陽佳ようかさん、終わった? そろそろ移動の時間よ」


「あ、はい。今行きます」


 椅子から立ち上がり回廊へ向かうと、雪華と同じような着物を着た年若い女官が立っていた。

 雪華は今、趙陽佳ちょうようかと名を偽っている。だがいまだに慣れることができない。


「陽佳さん、本当に仕事が早いわね。女官長が褒めてたわよ」


「あら、そうですか? それは嬉しいですね」


「もう。同い年なんだから、誰もいないところでは敬語使わなくてもいいって言ったのに」


「すみません、癖で……」


 隣で朗らかに笑う女官が、ここでの雪華の同僚だった。彼女は同年齢と言うが、年齢を詐称しているため実際は雪華の方がいくつも上だ。なんとなく、申し訳ない気持ちになる。

 妙な関心を避けるために言葉遣いも女言葉に直しているが、自分の女言葉がぎこちないことは承知していた。どこでボロが出るか分からないため、なかなか敬語を外せない。
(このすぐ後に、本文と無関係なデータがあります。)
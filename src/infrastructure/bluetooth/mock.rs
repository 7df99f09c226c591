//! Mock Bluetooth stack for testing

use super::protocol::{
    CLIENT_CONFIGURATION_UUID, DEVICE_INFORMATION_UUID, FIRMWARE_REVISION_UUID, NOTIFY_CHAR_UUID,
    SERVICE_UUID, WRITE_CHAR_UUID,
};
use super::transport::{
    BluetoothBackend, Characteristic, Descriptor, GattCentral, ServiceHandle, ServiceState,
    TransportError,
};
use crate::domain::models::{DeviceInfo, HostMode};
use std::collections::{HashMap, HashSet};
use std::sync::{Arc, Mutex};
use uuid::Uuid;

#[derive(Default)]
struct CentralInner {
    name: String,
    address: u64,
    services: HashMap<Uuid, ServiceState>,
    characteristics: HashMap<(Uuid, Uuid), Vec<u8>>,
    descriptors: HashSet<(Uuid, Uuid)>,
    writes: Vec<(Uuid, Vec<u8>)>,
    descriptor_writes: Vec<(Uuid, Vec<u8>)>,
    detail_requests: Vec<Uuid>,
    connect_requests: usize,
    service_discovery_requests: usize,
    disconnects: usize,
    reject_writes: bool,
}

/// Mock GATT central; clones share state
#[derive(Clone, Default)]
pub struct MockCentral {
    inner: Arc<Mutex<CentralInner>>,
}

impl MockCentral {
    /// A central offering no services
    pub fn empty() -> Self {
        let central = Self::default();
        {
            let mut inner = central.inner.lock().unwrap();
            inner.name = "Evolution-Robot".to_string();
            inner.address = 0x00_00_C0_FF_EE_00_00_01;
        }
        central
    }

    /// A central offering both robot services, already discovered
    pub fn robot(firmware: &str) -> Self {
        Self::robot_with_state(firmware, ServiceState::ServiceDiscovered)
    }

    pub fn robot_with_state(firmware: &str, state: ServiceState) -> Self {
        let central = Self::empty();
        central.add_service(DEVICE_INFORMATION_UUID, state);
        central.add_service(SERVICE_UUID, state);
        central.add_characteristic(
            DEVICE_INFORMATION_UUID,
            FIRMWARE_REVISION_UUID,
            firmware.as_bytes(),
        );
        central.add_characteristic(SERVICE_UUID, NOTIFY_CHAR_UUID, &[]);
        central.add_characteristic(SERVICE_UUID, WRITE_CHAR_UUID, &[]);
        central.add_descriptor(NOTIFY_CHAR_UUID, CLIENT_CONFIGURATION_UUID);
        central
    }

    pub fn add_service(&self, service: Uuid, state: ServiceState) {
        self.inner.lock().unwrap().services.insert(service, state);
    }

    pub fn set_service_state(&self, service: Uuid, state: ServiceState) {
        self.add_service(service, state);
    }

    pub fn add_characteristic(&self, service: Uuid, uuid: Uuid, value: &[u8]) {
        self.inner
            .lock()
            .unwrap()
            .characteristics
            .insert((service, uuid), value.to_vec());
    }

    pub fn remove_characteristic(&self, service: Uuid, uuid: Uuid) {
        self.inner
            .lock()
            .unwrap()
            .characteristics
            .remove(&(service, uuid));
    }

    pub fn add_descriptor(&self, characteristic: Uuid, uuid: Uuid) {
        self.inner
            .lock()
            .unwrap()
            .descriptors
            .insert((characteristic, uuid));
    }

    pub fn reject_writes(&self, reject: bool) {
        self.inner.lock().unwrap().reject_writes = reject;
    }

    /// Values written to the write characteristic, oldest first
    pub fn writes(&self) -> Vec<Vec<u8>> {
        self.inner
            .lock()
            .unwrap()
            .writes
            .iter()
            .filter(|(uuid, _)| *uuid == WRITE_CHAR_UUID)
            .map(|(_, value)| value.clone())
            .collect()
    }

    pub fn last_write(&self) -> Option<Vec<u8>> {
        self.writes().pop()
    }

    pub fn descriptor_writes(&self) -> Vec<(Uuid, Vec<u8>)> {
        self.inner.lock().unwrap().descriptor_writes.clone()
    }

    pub fn detail_requests(&self) -> Vec<Uuid> {
        self.inner.lock().unwrap().detail_requests.clone()
    }

    pub fn connect_requests(&self) -> usize {
        self.inner.lock().unwrap().connect_requests
    }

    pub fn service_discovery_requests(&self) -> usize {
        self.inner.lock().unwrap().service_discovery_requests
    }

    pub fn disconnects(&self) -> usize {
        self.inner.lock().unwrap().disconnects
    }
}

impl GattCentral for MockCentral {
    fn remote_name(&self) -> String {
        self.inner.lock().unwrap().name.clone()
    }

    fn remote_address(&self) -> u64 {
        self.inner.lock().unwrap().address
    }

    fn connect_to_device(&mut self) -> Result<(), TransportError> {
        self.inner.lock().unwrap().connect_requests += 1;
        Ok(())
    }

    fn discover_services(&mut self) -> Result<(), TransportError> {
        self.inner.lock().unwrap().service_discovery_requests += 1;
        Ok(())
    }

    fn disconnect_from_device(&mut self) {
        self.inner.lock().unwrap().disconnects += 1;
    }

    fn create_service(&mut self, service: Uuid) -> Option<ServiceHandle> {
        let inner = self.inner.lock().unwrap();
        inner
            .services
            .contains_key(&service)
            .then(|| ServiceHandle::new(service))
    }

    fn service_state(&self, service: ServiceHandle) -> ServiceState {
        let inner = self.inner.lock().unwrap();
        inner
            .services
            .get(&service.uuid())
            .copied()
            .unwrap_or(ServiceState::InvalidService)
    }

    fn discover_details(&mut self, service: ServiceHandle) -> Result<(), TransportError> {
        let mut inner = self.inner.lock().unwrap();
        inner.detail_requests.push(service.uuid());
        inner
            .services
            .insert(service.uuid(), ServiceState::DiscoveringServices);
        Ok(())
    }

    fn characteristic(&self, service: ServiceHandle, uuid: Uuid) -> Option<Characteristic> {
        let inner = self.inner.lock().unwrap();
        inner
            .characteristics
            .get(&(service.uuid(), uuid))
            .map(|value| Characteristic {
                service: service.uuid(),
                uuid,
                value: value.clone(),
            })
    }

    fn descriptor(&self, characteristic: &Characteristic, uuid: Uuid) -> Option<Descriptor> {
        let inner = self.inner.lock().unwrap();
        inner
            .descriptors
            .contains(&(characteristic.uuid, uuid))
            .then(|| Descriptor {
                characteristic: characteristic.uuid,
                uuid,
            })
    }

    fn write_characteristic(
        &mut self,
        characteristic: &Characteristic,
        value: &[u8],
    ) -> Result<(), TransportError> {
        let mut inner = self.inner.lock().unwrap();
        if inner.reject_writes {
            return Err(TransportError::Rejected("write rejected".to_string()));
        }
        inner.writes.push((characteristic.uuid, value.to_vec()));
        Ok(())
    }

    fn write_descriptor(
        &mut self,
        descriptor: &Descriptor,
        value: &[u8],
    ) -> Result<(), TransportError> {
        self.inner
            .lock()
            .unwrap()
            .descriptor_writes
            .push((descriptor.characteristic, value.to_vec()));
        Ok(())
    }
}

struct BackendInner {
    adapter_valid: bool,
    host_mode: HostMode,
    discovery_active: bool,
    discovery_starts: usize,
    power_on_requests: usize,
    reject_discovery: bool,
    centrals_created: Vec<DeviceInfo>,
}

/// Mock adapter handing out clones of one [`MockCentral`]
#[derive(Clone)]
pub struct MockBackend {
    inner: Arc<Mutex<BackendInner>>,
    central: MockCentral,
}

impl MockBackend {
    pub fn new(central: MockCentral) -> Self {
        Self {
            inner: Arc::new(Mutex::new(BackendInner {
                adapter_valid: true,
                host_mode: HostMode::Connectable,
                discovery_active: false,
                discovery_starts: 0,
                power_on_requests: 0,
                reject_discovery: false,
                centrals_created: Vec::new(),
            })),
            central,
        }
    }

    pub fn without_adapter() -> Self {
        let backend = Self::new(MockCentral::empty());
        backend.inner.lock().unwrap().adapter_valid = false;
        backend
    }

    pub fn powered_off(central: MockCentral) -> Self {
        let backend = Self::new(central);
        backend.inner.lock().unwrap().host_mode = HostMode::PoweredOff;
        backend
    }

    pub fn set_host_mode(&self, mode: HostMode) {
        self.inner.lock().unwrap().host_mode = mode;
    }

    pub fn set_discovery_active(&self, active: bool) {
        self.inner.lock().unwrap().discovery_active = active;
    }

    pub fn reject_discovery(&self, reject: bool) {
        self.inner.lock().unwrap().reject_discovery = reject;
    }

    pub fn discovery_starts(&self) -> usize {
        self.inner.lock().unwrap().discovery_starts
    }

    pub fn power_on_requests(&self) -> usize {
        self.inner.lock().unwrap().power_on_requests
    }

    pub fn centrals_created(&self) -> Vec<DeviceInfo> {
        self.inner.lock().unwrap().centrals_created.clone()
    }

    pub fn central(&self) -> &MockCentral {
        &self.central
    }
}

impl BluetoothBackend for MockBackend {
    type Central = MockCentral;

    fn is_adapter_valid(&self) -> bool {
        self.inner.lock().unwrap().adapter_valid
    }

    fn host_mode(&self) -> HostMode {
        self.inner.lock().unwrap().host_mode
    }

    fn power_on(&mut self) {
        self.inner.lock().unwrap().power_on_requests += 1;
    }

    fn start_discovery(&mut self) -> Result<(), TransportError> {
        let mut inner = self.inner.lock().unwrap();
        if inner.reject_discovery {
            return Err(TransportError::Rejected("adapter busy".to_string()));
        }
        inner.discovery_starts += 1;
        inner.discovery_active = true;
        Ok(())
    }

    fn stop_discovery(&mut self) {
        self.inner.lock().unwrap().discovery_active = false;
    }

    fn is_discovery_active(&self) -> bool {
        self.inner.lock().unwrap().discovery_active
    }

    fn create_central(&mut self, device: &DeviceInfo) -> Self::Central {
        self.inner
            .lock()
            .unwrap()
            .centrals_created
            .push(device.clone());
        self.central.clone()
    }
}
//! Robot Remote Service Module
//!
//! Single-threaded event pump around the [`Controller`]: Bluetooth
//! completions, UI commands and the retransmission tick are processed one at
//! a time, in that priority.

use crate::domain::models::AppEvent;
use crate::domain::settings::Settings;
use crate::infrastructure::bluetooth::connection::{ConnectionConfig, Controller};
use crate::infrastructure::bluetooth::transport::{BluetoothBackend, BluetoothEvent};
use std::time::Duration;
use tokio::sync::mpsc;
use tokio::time::MissedTickBehavior;
use tracing::info;

/// Requests from the user interface
#[derive(Debug, Clone, PartialEq, Eq)]
pub enum RobotCommand {
    StartAction { action: char, index: i32 },
    StopAction { action: char, index: i32 },
    PlaySound(i32),
    PlayLoop(i32),
    SetMessage(Vec<u8>),
}

/// Main service coordinating the robot connection
pub struct RobotRemoteService<B: BluetoothBackend> {
    controller: Controller<B>,
    transmit_interval: Duration,
}

impl<B: BluetoothBackend> RobotRemoteService<B> {
    pub fn new(
        backend: B,
        settings: &Settings,
        event_sender: mpsc::UnboundedSender<AppEvent>,
    ) -> Self {
        Self {
            controller: Controller::new(backend, ConnectionConfig::from(settings), event_sender),
            transmit_interval: settings.transmit_interval(),
        }
    }

    pub fn controller(&self) -> &Controller<B> {
        &self.controller
    }

    /// Apply one command. Returns whether it was accepted.
    pub fn dispatch(&mut self, command: RobotCommand) -> bool {
        match command {
            RobotCommand::StartAction { action, index } => {
                self.controller.start_action(action, index).is_ok()
            }
            RobotCommand::StopAction { action, index } => {
                self.controller.stop_action(action, index).is_ok()
            }
            RobotCommand::PlaySound(index) => self.controller.play_sound(index).is_ok(),
            RobotCommand::PlayLoop(index) => self.controller.play_loop(index).is_ok(),
            RobotCommand::SetMessage(message) => self.controller.set_current_message(&message),
        }
    }

    /// Run until the command channel closes.
    pub async fn run(
        &mut self,
        mut bluetooth_events: mpsc::UnboundedReceiver<BluetoothEvent>,
        mut commands: mpsc::UnboundedReceiver<RobotCommand>,
    ) {
        let mut transmitter = tokio::time::interval(self.transmit_interval);
        transmitter.set_missed_tick_behavior(MissedTickBehavior::Delay);

        loop {
            tokio::select! {
                biased;

                Some(event) = bluetooth_events.recv() => self.controller.handle_event(event),

                command = commands.recv() => match command {
                    Some(command) => {
                        self.dispatch(command);
                    }
                    None => {
                        info!("Command channel closed, stopping robot service");
                        break;
                    }
                },

                _ = transmitter.tick() => self.controller.on_transmit_tick(),
            }
        }
    }
}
「陽佳さんて、他の州の宮にいたんですって? ここも人手不足ってわけでもないのに、どうして急に移動になったの?」


「さあ……私には、なんとも……」


 話題が嫌な方向に流れてきたため、誤魔化すように曖昧に微笑む。自分で言うのもなんだか、正直気持ち悪い。


「あら。そういう笑顔は殿方に見せた方がいいと思うわ。せっかく美人なんだから、もっと綺麗に着飾ったらいいのに」


「いえ、私などとてもとても」


 回廊を連れだって歩きながら、小声で会話を交わす。女官は同い年の(と思っている)同僚が入ってきたことが、そうとう嬉しいらしい。飽きることなく雪華にあれこれ話しかけてくる。


「そういえば陽佳さん。昨日の夜、宿舎にいなかったわね。どこ行ってたの?」


「え。そんなことは――」


 同僚に気付かれないよう、ごくりと唾を飲み込む。

 昨日の夜はたしかに、調査のため他の房室に忍び込んでいた。まさかそれを見られていたのだろうか。


「私、担当外の宮の方に歩いていくのを見ちゃったのよ。あ、でもいいの。誰かいい人がいるんでしょう? ああ素敵! 黙っててあげるからね……!」


「は、はぁ……」


 雪華の一瞬の緊張もなんのその。女官は興奮したように袖を振ると、頬をぽっと赤らめ目を閉じた。興奮するその様に雪華は呆気にとられる。

 同性との付き合いといえば藍良を筆頭とした花街の、いわば玄人の女としか深く接していなかったため知らなかった。市井の女性とは、かくも勢いのあるものだったのか。


「私にも、いい出会いがないかしら……。主上は女官には見向きもされないし、独身官吏の方たちはもっと家柄のいいお嬢様をお探しだし……」


「り……主上は、やはり懇意にしている女性などはいらっしゃらないのですか」


「ええ。外朝にいらっしゃるときは私も目を光らせているのだけれど、どんなに綺麗な女官が声をかけても受け答えは丁寧だけど、つれないの。あれは誰か他に想う方がいると見えるわ…!」


「そ、そうですか……」


 とりあえず、この同僚の観察眼には気を付けた方が良さそうだ。そんなことを考え、雪華は再び作業へと戻っていった。




(……さすがに慣れてきたな)


 そして数日後。官吏たちが黙々と働いているそばで書類の整理をしていた雪華は、あくびを噛み殺しながらひそやかな話し声に聞き耳を立てていた。

 たいていの場合それは政務上の質問だったり他愛のないやりとりだったりしたけれど、ごくまれに不穏な単語が飛び交うこともある。このときは「西峨さいが」の地名が聞こえてきて、書類をまとめるふりをしてちらりとそちらに視線をやった。


「主上は近々、西峨の州長を罷免ひめんされるおつもりのようだぞ」


「やはりシルキアと通じているという噂は本当だったのか? 国境での出来事は中央には伝わってこないからな」


「確証はないが、州府に武器を貯め込んでいるという噂がある。州府から州長を呼び出して、まずは査問さもんをされるようだが――」


「いよいよ雲行きが怪しくなってきたものだな……」


 シルキアと、斎の西端の州である西峨。この二つの地域が懇意にしているという噂は、ほとんど明らかなようだ。もしも西峨がシルキアにくみするようなことがあれば――当然、ただでは済まされない。


(もう少し調査を続けて、報告しておくか)


 重い気持ちを整理するようにそっと溜息をつくと、雪華は作業へと戻った。